Rolf Howarth
Forum Replies Created
-
If you go on to the server machine and click Perform Housekeeping it will empty clips more than 2 weeks old from the recycle bin. It will also do that when you shut down the server.
If you want to manually delete clips from the recycle bin sooner than that, use the CatDV client to open the recycle bin for editing (right click on the recycle bin under the Anonymous catalog group), then delete the clips and publish changes.
-
Could you mail a copy of the CatDV Error Log (do Help > System Information to see the location if you’re not sure) to support@squarebox.co.uk after you get a crash so we can investigate? It could be a corrupt file, or maybe some other issue, but it’s difficult to know for sure without more information.
-
You can copy the .cdv catalog files from one machine to another, and set up equivalent file paths (Preferences > Media Search Paths > Original Media) to enable CatDV to find the file if the path is different on the two machines. The best solution of course is to use the CatDV Server, as it’s designed specifically to support multi-user operation 🙂
-
You can display the TimeScale. That’s a “metadata column”, which are generally read-only columns (though you can enable editing of them if you want to) that are read from media files when you import them. Just go to Preferences and enable metadata columns, then customise your view to include the “TimeScale” column.
-
Rolf Howarth
December 10, 2010 at 8:30 am in reply to: “Delete Catalog” command in “browse catalogs”?That could be a documentation error, or you could be getting confused with the Browse Database command which shows a list of catalogs on the server (if you’re using CatDV with the CatDV Server). But you’re right, you can just delete catalog files from the Finder.

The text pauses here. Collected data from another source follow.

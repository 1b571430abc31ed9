//! Storage infrastructure: file persistence.
//!
//! - `config` reads and writes the plugin's own `config.toml` from the
//!   platform-appropriate directory, with defaults on first run.
//! - `toml_store` is the [`wincfg_core::PersistedStore`] backed by the
//!   persisted-defaults TOML file.

pub mod config;
pub mod toml_store;

pub use toml_store::TomlFileStore;
//! Line grammar of the console host.
//!
//! ```text
//! open <id>              a window opened and became active
//! focus <id>             an open window became active
//! close <id>             a window closed
//! run <command> [k=v ..] run a command for the active window
//! get <name>             read a setting of the active window
//! has <name>             test whether a setting resolves
//! del <name>             drop a setting from the resolved view
//! list                   show the resolved view
//! reload                 reload every open window
//! quit                   exit
//! ```
//!
//! While a prompt is open, a line is an answer instead (see [`prompt_outcome`]).

use thiserror::Error;
use wincfg_core::WindowId;

use crate::application::commands::{parse_value, CommandArgs};
use crate::application::prompt::PromptOutcome;

/// Line that dismisses an open prompt.
pub const CANCEL_LINE: &str = ":cancel";

/// One parsed console line.
#[derive(Debug, Clone, PartialEq)]
pub enum HostEvent {
    Open(WindowId),
    Focus(WindowId),
    Close(WindowId),
    Run { command: String, args: CommandArgs },
    Get(String),
    Has(String),
    Del(String),
    List,
    Reload,
    Quit,
}

/// Error type for console line parsing.
#[derive(Debug, Error, PartialEq, Eq)]
pub enum ParseError {
    /// The line was blank.
    #[error("empty line")]
    Empty,

    #[error("unknown event '{0}'")]
    UnknownVerb(String),

    #[error("'{verb}' expects {expected}")]
    MissingArgument {
        verb: &'static str,
        expected: &'static str,
    },

    #[error("'{0}' is not a window id")]
    InvalidWindowId(String),

    #[error("expected key=value, got '{0}'")]
    InvalidArgument(String),
}

impl HostEvent {
    /// Parses one console line.
    ///
    /// # Errors
    ///
    /// Returns [`ParseError`] when the line does not match the grammar.
    pub fn parse(line: &str) -> Result<Self, ParseError> {
        let mut words = line.split_whitespace();
        let verb = words.next().ok_or(ParseError::Empty)?;

        match verb {
            "open" => Ok(Self::Open(window_id(words.next(), "open")?)),
            "focus" => Ok(Self::Focus(window_id(words.next(), "focus")?)),
            "close" => Ok(Self::Close(window_id(words.next(), "close")?)),
            "run" => {
                // Arguments may hold spaces inside quotes or brackets, so they
                // are split from the raw text rather than from `words`.
                let after_verb = line.trim_start()[verb.len()..].trim_start();
                let (command, rest) = split_first_word(after_verb);
                if command.is_empty() {
                    return Err(ParseError::MissingArgument {
                        verb: "run",
                        expected: "a command name",
                    });
                }
                let args = split_arguments(rest)
                    .into_iter()
                    .map(argument)
                    .collect::<Result<CommandArgs, _>>()?;
                Ok(Self::Run {
                    command: command.to_string(),
                    args,
                })
            }
            "get" => Ok(Self::Get(setting_name(words.next(), "get")?)),
            "has" => Ok(Self::Has(setting_name(words.next(), "has")?)),
            "del" => Ok(Self::Del(setting_name(words.next(), "del")?)),
            "list" => Ok(Self::List),
            "reload" => Ok(Self::Reload),
            "quit" | "exit" => Ok(Self::Quit),
            other => Err(ParseError::UnknownVerb(other.to_string())),
        }
    }
}

/// Interprets a line typed while a prompt is open.
pub fn prompt_outcome(line: &str) -> PromptOutcome {
    let answer = line.trim_end_matches(['\n', '\r']);
    if answer.trim() == CANCEL_LINE {
        PromptOutcome::Cancelled
    } else {
        PromptOutcome::Confirmed(answer.to_string())
    }
}

fn window_id(word: Option<&str>, verb: &'static str) -> Result<WindowId, ParseError> {
    let word = word.ok_or(ParseError::MissingArgument {
        verb,
        expected: "a window id",
    })?;
    word.parse()
        .map_err(|_| ParseError::InvalidWindowId(word.to_string()))
}

fn setting_name(word: Option<&str>, verb: &'static str) -> Result<String, ParseError> {
    word.map(str::to_string).ok_or(ParseError::MissingArgument {
        verb,
        expected: "a setting name",
    })
}

fn split_first_word(text: &str) -> (&str, &str) {
    match text.find(char::is_whitespace) {
        Some(end) => (&text[..end], text[end..].trim_start()),
        None => (text, ""),
    }
}

/// Splits `key=value` arguments on whitespace outside quotes and brackets.
///
/// An unterminated quote or bracket runs to the end of the line.
fn split_arguments(text: &str) -> Vec<&str> {
    let mut tokens = Vec::new();
    let mut start: Option<usize> = None;
    let mut depth = 0usize;
    let mut quote: Option<char> = None;
    let mut escaped = false;

    for (i, c) in text.char_indices() {
        if let Some(q) = quote {
            if escaped {
                escaped = false;
            } else if c == '\\' && q == '"' {
                escaped = true;
            } else if c == q {
                quote = None;
            }
            continue;
        }
        match c {
            '"' | '\'' => {
                quote = Some(c);
                start.get_or_insert(i);
            }
            '[' | '{' => {
                depth += 1;
                start.get_or_insert(i);
            }
            ']' | '}' => {
                depth = depth.saturating_sub(1);
                start.get_or_insert(i);
            }
            c if c.is_whitespace() && depth == 0 => {
                if let Some(s) = start.take() {
                    tokens.push(&text[s..i]);
                }
            }
            _ => {
                start.get_or_insert(i);
            }
        }
    }
    if let Some(s) = start {
        tokens.push(&text[s..]);
    }
    tokens
}

fn argument(word: &str) -> Result<(String, wincfg_core::SettingValue), ParseError> {
    match word.split_once('=') {
        Some((key, value)) if !key.is_empty() => Ok((key.to_string(), parse_value(value))),
        _ => Err(ParseError::InvalidArgument(word.to_string())),
    }
}
//! Cross-cutting observability.
//!
//! Structured logging is initialized by the binary via `tracing`; this
//! module holds the connection-type accounting consulted when a servlet
//! path is bound to a handler.

pub mod monitor;

pub use monitor::ConnectionMonitor;
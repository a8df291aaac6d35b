//! Deadlock watcher.
//!
//! # Responsibilities
//! - Keep the registry of live listeners behind one coarse lock
//! - Periodically classify listeners as waiting, processing, or over the
//!   running-time threshold
//! - Trigger a full protocol-server restart when the pool looks wedged
//!
//! # Design Decisions
//! - Restart fires only when EVERY processing listener is over threshold
//!   and at least one is processing; a single healthy listener suppresses
//!   it even if all others are over
//! - Restart additionally requires the permission flag
//! - First scan after a short fixed delay, then at the configured period,
//!   scans never overlap

use std::collections::HashMap;
use std::sync::{Arc, Mutex, PoisonError};
use std::time::Duration;

use tokio::sync::{broadcast, mpsc};
use tokio::task::AbortHandle;
use tokio::time::MissedTickBehavior;

use crate::config::AjpConfig;
use crate::net::listener::ListenerActivity;

/// Delay before the watcher's first scan.
const FIRST_SCAN_DELAY: Duration = Duration::from_secs(5);

struct ListenerEntry {
    activity: Arc<ListenerActivity>,
    abort: AbortHandle,
}

/// Registry of live listeners, keyed by listener number.
///
/// One mutex guards add, remove and scan; the registry is only touched on
/// listener lifecycle events and once per watchdog period.
#[derive(Default)]
pub struct ListenerRegistry {
    inner: Mutex<HashMap<u32, ListenerEntry>>,
}

impl ListenerRegistry {
    pub fn new() -> Self {
        Self::default()
    }

    /// Register a listener. Re-adding a known number is a no-op.
    pub fn add(&self, activity: Arc<ListenerActivity>, abort: AbortHandle) {
        self.lock()
            .entry(activity.number())
            .or_insert(ListenerEntry { activity, abort });
    }

    /// Remove a listener; unknown numbers return nothing.
    pub fn remove(&self, number: u32) -> Option<Arc<ListenerActivity>> {
        self.lock().remove(&number).map(|entry| entry.activity)
    }

    /// Abort every registered listener task and clear the registry.
    pub fn stop_all(&self) {
        let mut inner = self.lock();
        for (number, entry) in inner.drain() {
            tracing::debug!(listener = number, "stopping listener");
            entry.abort.abort();
        }
    }

    pub fn len(&self) -> usize {
        self.lock().len()
    }

    pub fn is_empty(&self) -> bool {
        self.lock().is_empty()
    }

    fn lock(&self) -> std::sync::MutexGuard<'_, HashMap<u32, ListenerEntry>> {
        self.inner.lock().unwrap_or_else(PoisonError::into_inner)
    }
}

/// Handle used to ask the server for a full restart.
#[derive(Clone)]
pub struct RestartHandle {
    tx: mpsc::Sender<&'static str>,
}

impl RestartHandle {
    pub fn new() -> (Self, mpsc::Receiver<&'static str>) {
        let (tx, rx) = mpsc::channel(1);
        (Self { tx }, rx)
    }

    /// Request a restart; a restart already pending absorbs the request.
    pub fn request_restart(&self, reason: &'static str) {
        let _ = self.tx.try_send(reason);
    }
}

/// Tally of one watchdog scan.
#[derive(Debug, Default, PartialEq, Eq)]
pub struct ScanSummary {
    pub waiting: usize,
    pub processing: usize,
    pub exceeded: usize,
    pub restart_requested: bool,
}

/// The periodic deadlock scan over all live listeners.
pub struct Watcher {
    config: Arc<AjpConfig>,
    registry: Arc<ListenerRegistry>,
    restart: RestartHandle,
}

impl Watcher {
    pub fn new(
        config: Arc<AjpConfig>,
        registry: Arc<ListenerRegistry>,
        restart: RestartHandle,
    ) -> Self {
        Self {
            config,
            registry,
            restart,
        }
    }

    /// Run scans until shutdown. Disabled watchers return immediately.
    pub async fn run(self, mut shutdown: broadcast::Receiver<()>) {
        if !self.config.watcher_enabled {
            tracing::info!("watcher disabled");
            return;
        }
        tracing::info!(
            frequency_ms = self.config.watcher_frequency_ms,
            max_running_time_ms = self.config.watcher_max_running_time_ms,
            permission = self.config.watcher_permission,
            "watcher starting"
        );
        // interval panics on a zero period
        let frequency = self.config.watcher_frequency().max(Duration::from_millis(1));
        let mut ticker = tokio::time::interval_at(
            tokio::time::Instant::now() + FIRST_SCAN_DELAY,
            frequency,
        );
        ticker.set_missed_tick_behavior(MissedTickBehavior::Delay);
        loop {
            tokio::select! {
                _ = ticker.tick() => {
                    self.scan();
                }
                _ = shutdown.recv() => {
                    tracing::info!("watcher stopping");
                    break;
                }
            }
        }
    }

    /// One classification pass over the registry.
    ///
    /// The pool counts as deadlocked when at least one listener is
    /// processing and every processing listener has exceeded the maximum
    /// running time.
    pub fn scan(&self) -> ScanSummary {
        let max = self.config.watcher_max_running_time();
        let mut summary = ScanSummary::default();
        {
            let inner = self.registry.lock();
            for entry in inner.values() {
                match entry.activity.processing_elapsed() {
                    None => summary.waiting += 1,
                    Some(elapsed) => {
                        summary.processing += 1;
                        if elapsed > max {
                            summary.exceeded += 1;
                            tracing::debug!(
                                listener = entry.activity.number(),
                                elapsed_ms = elapsed.as_millis() as u64,
                                description = entry.activity.description().as_deref().unwrap_or("-"),
                                "listener over running-time threshold"
                            );
                        }
                    }
                }
            }
        }

        if summary.processing > 0 && summary.processing == summary.exceeded {
            tracing::warn!(
                processing = summary.processing,
                "every active listener exceeded the running-time limit, pool looks deadlocked"
            );
            if self.config.watcher_permission {
                tracing::error!("requesting full protocol-server restart");
                self.restart.request_restart("listener pool deadlock");
                summary.restart_requested = true;
            } else {
                tracing::warn!("restart permission disabled, leaving pool as is");
            }
        } else {
            tracing::trace!(
                waiting = summary.waiting,
                processing = summary.processing,
                exceeded = summary.exceeded,
                total = summary.waiting + summary.processing,
                "watcher scan"
            );
        }
        summary
    }
}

By the way, we long since standardised on the American spelling of catalog because “cataloguing” just looks too weird!
-
CatDV uses QuickTime for transcoding, so whether a particular codec is multi-threaded or not is down to Apple I’m afraid. Some are optimised while others are single threaded.
-
Yes, you can configure a pick list to be “extensible” (allow user to type in new values) or not.
-
You mean time of day timecode for DSLR movies? We already have a beta of the worker with that in. Didn’t I already send you a link? 🙂
-
There’s no hard and fast catalog limit, it’s just that when you “open” a catalog CatDV loads all the clip metadata (log notes, keywords and thumbnails) into memory. The thumbnails especially are very memory intensive.
How are your files organised on disk? Just as you wouldn’t put hundreds of thousands of files in one enormous flat folder hierarchy (see how long it takes the Mac Finder or Windows Explorer to open up a window on that folder if you do!) you wouldn’t normally put all your clips in one catalog. Catalogs are just one way of organising your files in CatDV, however, and there is no problem having many catalogs, or searching seamlessly across all of them.
One suggestion would be to create a new catalog for each shoot, or each time you ingest a bunch of files. The name could even be something auto-generated like the current date and time (if you use the Worker Node it automates that part of the process). As long as all the clips are tagged with the continent and country where they’re shot (along with other information) you can easily browse by country even though the clips reside in many different catalogs.
-
As Bryson says, you can easily paste a list of keywords into a picklist, and there’s no problem having 70,000 or more values in it. What’s currently missing is a way to select these hierarchically in the user inteface (that’s an outstanding feature request we may look at in a future version). You can select them by starting to type a few characters and having it autocomplete however.